Skip to content

dlt-hub/metabase_data_api

Repository files navigation

Why?

Python notebook access

This package was created to enable reading data from Metabase into a python notebook for further analysis.

It's a way to provide business users with access to data in complex analyses.

For example, a product manager user may refresh an experiment evaluation or a sankey diagram by using only their metabase credentials.

Or, a marketer could use a notebook that their data team made, to get user segmentation data and push it to Mailchimp or Facebook audiences.

Possible uses:

  • Adding notebook-based analyses such as a/b testing significance calculators or data based attribution models
  • Adding complex visualisations such as sankey diagrams
  • Programmatic access to data for other parties (via metabase access management) means you can easily manage access in metabase rather than database.

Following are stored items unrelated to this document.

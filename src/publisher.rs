use std::{
    fs,
    io::{BufRead, Write},
    path::Path,
};

use anyhow::Context;
use log::{debug, info};
use opencv::{self as cv, prelude::*};
use serde::Serialize;

use crate::net::mqtt::Publish;

#[derive(Serialize)]
struct FramePayload<'a> {
    frame: &'a [u8],
}

/// Publishes every file in `dir`, one operator confirmation per image.
///
/// Files are visited in whatever order the filesystem lists them. The first
/// failure (unreadable image, closed input, broker error) ends the run.
pub fn publish_images<P, R, W>(
    dir: &Path,
    topic: &str,
    publisher: &mut P,
    input: &mut R,
    prompt: &mut W,
) -> anyhow::Result<usize>
where
    P: Publish,
    R: BufRead,
    W: Write,
{
    let mut published = 0;

    for entry in fs::read_dir(dir).with_context(|| format!("cannot list {}", dir.display()))? {
        let entry = entry?;
        let name = entry.file_name().to_string_lossy().into_owned();

        let image = load_image(&entry.path())?;
        // not sent; kept to match the filter's jpeg input mode
        let jpeg = encode_jpeg(&image)?;
        debug!(
            "{}: {}x{}, {} bytes as jpeg",
            name,
            image.cols(),
            image.rows(),
            jpeg.len()
        );
        let payload = frame_payload(&image)?;

        writeln!(prompt, "Press any key to send image {} ...", name)?;
        prompt.flush()?;
        confirm(input)?;

        publisher.publish(topic, payload)?;
        info!("Sent {} to {}", name, topic);
        published += 1;
    }

    Ok(published)
}

pub fn load_image(path: &Path) -> anyhow::Result<cv::core::Mat> {
    let image = cv::imgcodecs::imread(&path.to_string_lossy(), cv::imgcodecs::IMREAD_COLOR)?;
    anyhow::ensure!(
        image.rows() > 0 && image.cols() > 0,
        "cannot decode image {}",
        path.display()
    );
    Ok(image)
}

fn encode_jpeg(image: &cv::core::Mat) -> anyhow::Result<Vec<u8>> {
    let mut buf = cv::core::Vector::<u8>::new();
    cv::imgcodecs::imencode(".jpg", image, &mut buf, &cv::core::Vector::new())?;
    Ok(buf.to_vec())
}

/// `{"frame": [..]}` with the pixels in row-major BGR order.
pub fn frame_payload(image: &cv::core::Mat) -> anyhow::Result<Vec<u8>> {
    let image = if image.is_continuous() {
        image.try_clone()?
    } else {
        let mut packed = cv::core::Mat::default();
        image.copy_to(&mut packed)?;
        packed
    };
    let frame = image.data_bytes()?;
    Ok(serde_json::to_vec(&FramePayload { frame })?)
}

fn confirm<R: BufRead>(input: &mut R) -> anyhow::Result<()> {
    let mut line = String::new();
    if input.read_line(&mut line)? == 0 {
        anyhow::bail!("input closed before the image was confirmed");
    }
    Ok(())
}
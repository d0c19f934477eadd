pub mod http {
    use std::{net::TcpListener, path::PathBuf, sync::Arc, thread};

    use axum::{
        body::Bytes,
        extract::{DefaultBodyLimit, State},
        http::StatusCode,
        response::{IntoResponse, Response},
        routing::get,
        Json, Router,
    };
    use log::{error, info};
    use serde_json::{json, Value};

    use crate::{
        payload::InferencePayload,
        predictions::{decode_labels, LabelTable},
        slot::FrameSlot,
    };

    pub const DEFAULT_PORT: u16 = 5000;
    const BODY_LIMIT: usize = 16 * 1024 * 1024;

    #[derive(Clone)]
    pub struct ReceiverState {
        pub slot: Arc<FrameSlot>,
        /// Read again on every request.
        pub labels: PathBuf,
    }

    pub fn router(state: ReceiverState) -> Router {
        Router::new()
            .route("/", get(index).post(show_image))
            .layer(DefaultBodyLimit::max(BODY_LIMIT))
            .with_state(state)
    }

    pub fn bind(port: u16) -> anyhow::Result<TcpListener> {
        let listener = TcpListener::bind(("0.0.0.0", port))?;
        listener.set_nonblocking(true)?;
        Ok(listener)
    }

    /// Serves `router` on its own thread with a private tokio runtime, leaving
    /// the calling thread free for the window.
    pub fn spawn_server(
        listener: TcpListener,
        state: ReceiverState,
    ) -> anyhow::Result<thread::JoinHandle<anyhow::Result<()>>> {
        let addr = listener.local_addr()?;
        let handle = thread::Builder::new()
            .name("http".into())
            .spawn(move || {
                let result = serve(listener, state);
                if let Err(e) = &result {
                    error!("HTTP server on {} stopped: {:#}", addr, e);
                }
                result
            })?;
        Ok(handle)
    }

    fn serve(listener: TcpListener, state: ReceiverState) -> anyhow::Result<()> {
        let runtime = tokio::runtime::Builder::new_multi_thread()
            .enable_all()
            .build()?;
        runtime.block_on(async move {
            let listener = tokio::net::TcpListener::from_std(listener)?;
            info!("Listening on http://{}", listener.local_addr()?);
            axum::serve(listener, router(state)).await?;
            Ok::<(), anyhow::Error>(())
        })
    }

    async fn index() -> Json<Value> {
        Json(json!({
            "name": "FluentBit",
            "email": "FluentBit@fluentbit",
        }))
    }

    async fn show_image(
        State(state): State<ReceiverState>,
        body: Bytes,
    ) -> Result<Json<Value>, HandlerError> {
        let payload = InferencePayload::from_msgpack(&body)?;
        println!("{}", serde_json::to_string_pretty(&payload.output)?);

        let labels = LabelTable::from_slice(&tokio::fs::read(&state.labels).await?)?;
        let names = decode_labels(&payload.output, &labels)?;
        println!("{}", names.join(" "));

        state.slot.put(payload.frame);
        Ok(Json(json!({})))
    }

    /// Any failure while handling a request; the request gets a 500, the
    /// server keeps going.
    pub struct HandlerError(anyhow::Error);

    impl<E: Into<anyhow::Error>> From<E> for HandlerError {
        fn from(err: E) -> Self {
            HandlerError(err.into())
        }
    }

    impl IntoResponse for HandlerError {
        fn into_response(self) -> Response {
            error!("request failed: {:#}", self.0);
            (StatusCode::INTERNAL_SERVER_ERROR, format!("{:#}", self.0)).into_response()
        }
    }
}

pub mod mqtt {
    use std::{
        sync::{
            atomic::{AtomicBool, Ordering},
            mpsc, Arc,
        },
        thread,
        time::Duration,
    };

    use log::{debug, error, info, warn};
    use rumqttc::{Client, ConnectReturnCode, Connection, Event, MqttOptions, Packet, QoS};

    pub const DEFAULT_HOST: &str = "127.0.0.1";
    pub const DEFAULT_PORT: u16 = 1883;
    pub const DEFAULT_CLIENT_ID: &str = "flb_client";
    pub const DEFAULT_TOPIC: &str = "fluentbit/flb_tensorflow";

    const REQUEST_CAPACITY: usize = 10;
    const FLUSH_TIMEOUT: Duration = Duration::from_secs(2);

    pub trait Publish {
        fn publish(&mut self, topic: &str, payload: Vec<u8>) -> anyhow::Result<()>;
    }

    /// Broker client plus the thread driving its connection.
    pub struct MqttLink {
        client: Client,
        connected: Arc<AtomicBool>,
        done: mpsc::Receiver<()>,
    }

    /// Starts connecting in the background. Nothing is retried: a refused or
    /// failed connection is logged and the link never reports connected.
    pub fn connect(client_id: &str, host: &str, port: u16) -> anyhow::Result<MqttLink> {
        let options = MqttOptions::new(client_id, host, port);
        let (client, mut connection) = Client::new(options, REQUEST_CAPACITY);

        let connected = Arc::new(AtomicBool::new(false));
        let (done_tx, done) = mpsc::channel();
        let flag = connected.clone();
        thread::Builder::new().name("mqtt".into()).spawn(move || {
            drive(&mut connection, &flag);
            let _ = done_tx.send(());
        })?;

        Ok(MqttLink {
            client,
            connected,
            done,
        })
    }

    fn drive(connection: &mut Connection, connected: &AtomicBool) {
        for notification in connection.iter() {
            match notification {
                Ok(Event::Incoming(Packet::ConnAck(ack))) => {
                    if matches!(ack.code, ConnectReturnCode::Success) {
                        info!("Connected to broker");
                        connected.store(true, Ordering::SeqCst);
                    } else {
                        error!("Connection failed: {:?}", ack.code);
                        return;
                    }
                }
                Ok(event) => debug!("{:?}", event),
                Err(e) => {
                    if connected.load(Ordering::SeqCst) {
                        warn!("Broker connection closed: {}", e);
                    } else {
                        error!("Connection failed: {}", e);
                    }
                    return;
                }
            }
        }
    }

    impl MqttLink {
        pub fn is_connected(&self) -> bool {
            self.connected.load(Ordering::SeqCst)
        }

        /// Blocks until the broker accepts the connection. There is no
        /// timeout.
        pub fn wait_connected(&self, poll: Duration) {
            while !self.is_connected() {
                thread::sleep(poll);
            }
        }

        /// Disconnects and gives queued publishes a moment to go out.
        pub fn shutdown(self) -> anyhow::Result<()> {
            let MqttLink { client, done, .. } = self;
            client.disconnect()?;
            drop(client);
            if done.recv_timeout(FLUSH_TIMEOUT).is_err() {
                warn!("Broker connection still open after {:?}", FLUSH_TIMEOUT);
            }
            Ok(())
        }
    }

    impl Publish for MqttLink {
        fn publish(&mut self, topic: &str, payload: Vec<u8>) -> anyhow::Result<()> {
            self.client.publish(topic, QoS::AtMostOnce, false, payload)?;
            Ok(())
        }
    }

}
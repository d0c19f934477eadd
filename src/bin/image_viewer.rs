use std::{
    path::PathBuf,
    sync::{
        atomic::{AtomicBool, Ordering},
        Arc,
    },
};

use clap::Parser;
use log::{error, info, warn};

use flb_vision_demo::{
    http::{self, ReceiverState},
    view::{self, Window, POLL_INTERVAL, WINDOW_NAME},
    FrameSlot,
};

/// Shows the frames the TensorFlow filter posts back, logging the predicted labels
#[derive(Parser, Debug)]
#[command(name = "image-viewer", version, long_about = None)]
struct Args {
    /// The port the API server is listening on
    #[arg(short, long, default_value_t = http::DEFAULT_PORT)]
    port: u16,

    /// Window position on x axis
    #[arg(long, default_value_t = 0, allow_negative_numbers = true)]
    wx: i32,

    /// Window position on y axis
    #[arg(long, default_value_t = 0, allow_negative_numbers = true)]
    wy: i32,

    /// Class index to label table
    #[arg(long, default_value = "assets/imagenet_class_index.json")]
    labels: PathBuf,

    /// Enable verbose logging
    #[arg(short, long, default_value_t = false)]
    verbose: bool,
}

fn main() -> anyhow::Result<()> {
    let args = Args::parse();

    env_logger::Builder::from_default_env()
        .filter_level(if args.verbose {
            log::LevelFilter::Debug
        } else {
            log::LevelFilter::Info
        })
        .init();

    if !args.labels.is_file() {
        warn!("Label table {} not found, every request will fail", args.labels.display());
    }

    let slot = Arc::new(FrameSlot::new());
    let listener = http::bind(args.port)?;
    // detached: the server dies with the process
    let _server = http::spawn_server(
        listener,
        ReceiverState {
            slot: slot.clone(),
            labels: args.labels,
        },
    )?;

    let running = Arc::new(AtomicBool::new(true));
    let r = running.clone();
    ctrlc::set_handler(move || {
        r.store(false, Ordering::SeqCst);
    })?;

    // highgui wants the main thread on macOS
    let mut window = Window::open(WINDOW_NAME, args.wx, args.wy)?;
    let result = view::run(&slot, &mut window, &running, POLL_INTERVAL);
    window.close()?;

    match result {
        Ok(()) => {
            info!("Bye");
            Ok(())
        }
        Err(e) => {
            error!("Render loop stopped: {:#}", e);
            Err(e)
        }
    }
}
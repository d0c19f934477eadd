use std::sync::{
    atomic::{AtomicBool, Ordering},
    Arc,
};

use arc_swap::ArcSwapOption;

/// Single-slot handoff between the HTTP handler and the render loop.
///
/// Holds at most one frame. A new `put` replaces whatever is there, rendered
/// or not, so a slow renderer simply skips frames. Neither side ever blocks.
#[derive(Default)]
pub struct FrameSlot {
    frame: ArcSwapOption<Vec<u8>>,
    dirty: AtomicBool,
}

impl FrameSlot {
    pub fn new() -> Self {
        Self::default()
    }

    pub fn put(&self, frame: Vec<u8>) {
        // frame first, so a reader that sees the flag also sees this frame or a newer one
        self.frame.store(Some(Arc::new(frame)));
        self.dirty.store(true, Ordering::Release);
    }

    /// Returns the latest frame if it has not been taken yet, clearing the flag.
    pub fn take(&self) -> Option<Arc<Vec<u8>>> {
        if self.dirty.swap(false, Ordering::AcqRel) {
            self.frame.load_full()
        } else {
            None
        }
    }

    pub fn latest(&self) -> Option<Arc<Vec<u8>>> {
        self.frame.load_full()
    }

    pub fn is_dirty(&self) -> bool {
        self.dirty.load(Ordering::Acquire)
    }
}
use tracing_subscriber::EnvFilter;
use tracing_subscriber::fmt::time::UtcTime;
use tracing_subscriber::prelude::*;

use crate::CliError;

/// Install the stderr subscriber, filtered by `RUST_LOG` (default `info`).
pub fn init_logging(json: bool) -> Result<(), CliError> {
    let filter = EnvFilter::try_from_default_env().unwrap_or_else(|_| EnvFilter::new("info"));

    let result = if json {
        let layer = tracing_subscriber::fmt::layer()
            .json()
            .with_timer(UtcTime::rfc_3339())
            .with_writer(std::io::stderr);
        tracing_subscriber::registry()
            .with(filter)
            .with(layer)
            .try_init()
    } else {
        let layer = tracing_subscriber::fmt::layer()
            .with_target(false)
            .with_writer(std::io::stderr);
        tracing_subscriber::registry()
            .with(filter)
            .with(layer)
            .try_init()
    };

    result.map_err(|err| CliError::Logging(err.to_string()))
}
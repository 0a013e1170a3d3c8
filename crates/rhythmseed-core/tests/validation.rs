use chrono::NaiveDate;

use rhythmseed_core::{
    Country, Dataset, Error, GameMode, Medal, Mod, PlayMod, Player, PlayerMedal, PlayerStat,
    validate_dataset,
};

fn date() -> NaiveDate {
    NaiveDate::from_ymd_opt(2024, 1, 1).unwrap_or_default()
}

fn player(id: u32, username: &str, email: &str, country: &str) -> Player {
    Player {
        id,
        username: username.to_string(),
        password_hash: "0".repeat(64),
        email: email.to_string(),
        country_code: country.to_string(),
        join_date: date(),
    }
}

fn stat(player_id: u32, mode_id: u32) -> PlayerStat {
    PlayerStat {
        player_id,
        mode_id,
        global_rank: 1,
        local_rank: 1,
        pp_total: 0.0,
        playcount: 0,
        overall_accuracy: 0.0,
    }
}

fn valid_dataset() -> Dataset {
    let game_modes = GameMode::NAMES
        .iter()
        .enumerate()
        .map(|(index, name)| GameMode {
            id: index as u32 + 1,
            name: name.to_string(),
            description: format!("{name} mode"),
        })
        .collect::<Vec<_>>();
    let players = vec![
        player(1, "alpha", "alpha@example.com", "DE"),
        player(2, "bravo", "bravo@example.com", "FR"),
    ];
    let player_stats = players
        .iter()
        .flat_map(|p| game_modes.iter().map(move |m| stat(p.id, m.id)))
        .collect();

    Dataset {
        countries: vec![Country::new("DE", "Germany"), Country::new("FR", "France")],
        game_modes,
        mods: vec![Mod {
            id: 1,
            code: "NF".to_string(),
            name: "No Fail".to_string(),
            description: "Player will not fail".to_string(),
        }],
        medals: vec![Medal {
            id: 1,
            name: "Spinner Medal".to_string(),
            description: "Spin it.".to_string(),
            icon_url: "https://medals.example/1.png".to_string(),
        }],
        players,
        player_medals: vec![PlayerMedal {
            player_id: 1,
            medal_id: 1,
            achieved_date: date(),
        }],
        player_stats,
        ..Dataset::default()
    }
}

fn violated_field(dataset: &Dataset) -> (&'static str, &'static str) {
    match validate_dataset(dataset) {
        Err(Error::Integrity { table, field, .. }) => (table, field),
        Ok(()) => panic!("expected an integrity violation"),
    }
}

#[test]
fn accepts_consistent_dataset() {
    validate_dataset(&valid_dataset()).expect("dataset is valid");
}

#[test]
fn flag_url_follows_code() {
    assert_eq!(
        Country::new("JP", "Japan").flag_url,
        "https://flags.example/jp.png"
    );
}

#[test]
fn rejects_duplicate_country_code() {
    let mut dataset = valid_dataset();
    dataset.countries.push(Country::new("DE", "Deutschland"));
    assert_eq!(violated_field(&dataset), ("Countries", "code"));
}

#[test]
fn rejects_duplicate_country_name() {
    let mut dataset = valid_dataset();
    dataset.countries.push(Country::new("GE", "Germany"));
    assert_eq!(violated_field(&dataset), ("Countries", "name"));
}

#[test]
fn rejects_malformed_country_code() {
    let mut dataset = valid_dataset();
    dataset.countries.push(Country::new("gb", "United Kingdom"));
    assert_eq!(violated_field(&dataset), ("Countries", "code"));
}

#[test]
fn rejects_duplicate_username_and_email() {
    let mut dataset = valid_dataset();
    dataset.players[1].username = "alpha".to_string();
    assert_eq!(violated_field(&dataset), ("Players", "username"));

    let mut dataset = valid_dataset();
    dataset.players[1].email = "alpha@example.com".to_string();
    assert_eq!(violated_field(&dataset), ("Players", "email"));
}

#[test]
fn rejects_unknown_country_reference() {
    let mut dataset = valid_dataset();
    dataset.players[0].country_code = "ZZ".to_string();
    assert_eq!(violated_field(&dataset), ("Players", "country_code"));
}

#[test]
fn rejects_duplicate_mod_and_medal_names() {
    let mut dataset = valid_dataset();
    let mut copy = dataset.mods[0].clone();
    copy.id = 2;
    copy.code = "XX".to_string();
    dataset.mods.push(copy);
    assert_eq!(violated_field(&dataset), ("Mods", "name"));

    let mut dataset = valid_dataset();
    let mut copy = dataset.medals[0].clone();
    copy.id = 2;
    dataset.medals.push(copy);
    assert_eq!(violated_field(&dataset), ("Medals", "name"));
}

#[test]
fn rejects_duplicate_player_medal() {
    let mut dataset = valid_dataset();
    let repeat = dataset.player_medals[0].clone();
    dataset.player_medals.push(repeat);
    assert_eq!(
        violated_field(&dataset),
        ("PlayerMedals", "id_player, id_medal")
    );
}

#[test]
fn rejects_duplicate_play_mod() {
    let mut dataset = valid_dataset();
    let pair = PlayMod {
        play_id: 1,
        mod_id: 1,
    };
    dataset.play_mods = vec![pair, pair];
    assert_eq!(violated_field(&dataset), ("PlayMods", "id_play, id_mod"));
}

#[test]
fn rejects_stats_for_unknown_pair() {
    let mut dataset = valid_dataset();
    dataset.player_stats.push(stat(99, 1));
    assert_eq!(
        violated_field(&dataset),
        ("PlayerStats", "id_player, id_mode")
    );
    let detail = match validate_dataset(&dataset) {
        Err(Error::Integrity { detail, .. }) => detail,
        Ok(()) => panic!("expected an integrity violation"),
    };
    assert!(detail.contains("unknown pair (99, 1)"), "{detail}");
}

#[test]
fn rejects_incomplete_player_stats() {
    let mut dataset = valid_dataset();
    dataset.player_stats.pop();
    assert_eq!(
        violated_field(&dataset),
        ("PlayerStats", "id_player, id_mode")
    );
}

Credential management, easy authentication and querying

The advantage over going directly to the db are :

  • Unified query method: You can query in the same way a card that reads data from Google Analytics or a database
  • Unified access control: Access to data can be managed in metabase for sources or even individual questions. If metabase reads from multiple source systems, this also reduces #nr of credentials.

Typical use cases are:

  • Simple authentication and querying: Metabase is likely to be publicly accessible (as opposed to data warehouses that might be VPC only). Authentication is handled and does not require any complex flows.
  • Possiblity to consume "drag and drop" queries created in Metabase: A non tech user could create and maintain a data feed.

Examples:

pip install metabase-data-api see the examples folder

sankey

notebook

code snippet:

import pandas as pd
from metabase_data_api import MetabaseApi as M
import json

session_params = dict(user='name@company.ai',
                      password='demopass1',
                      url='https://yourteam.metabaseapp.com/'
                      )

mb_api = M(**session_params)

query = 'SELECT 12 as col'

#get raw file data via export
d = mb_api.export_from_query(query, database_id=4)

json.loads(d.decode("utf-8"))

df = pd.DataFrame.from_records(d)


print(df)
#   col
#0   12

Limits

The export method uses the file download functionality which is limited to 1m rows.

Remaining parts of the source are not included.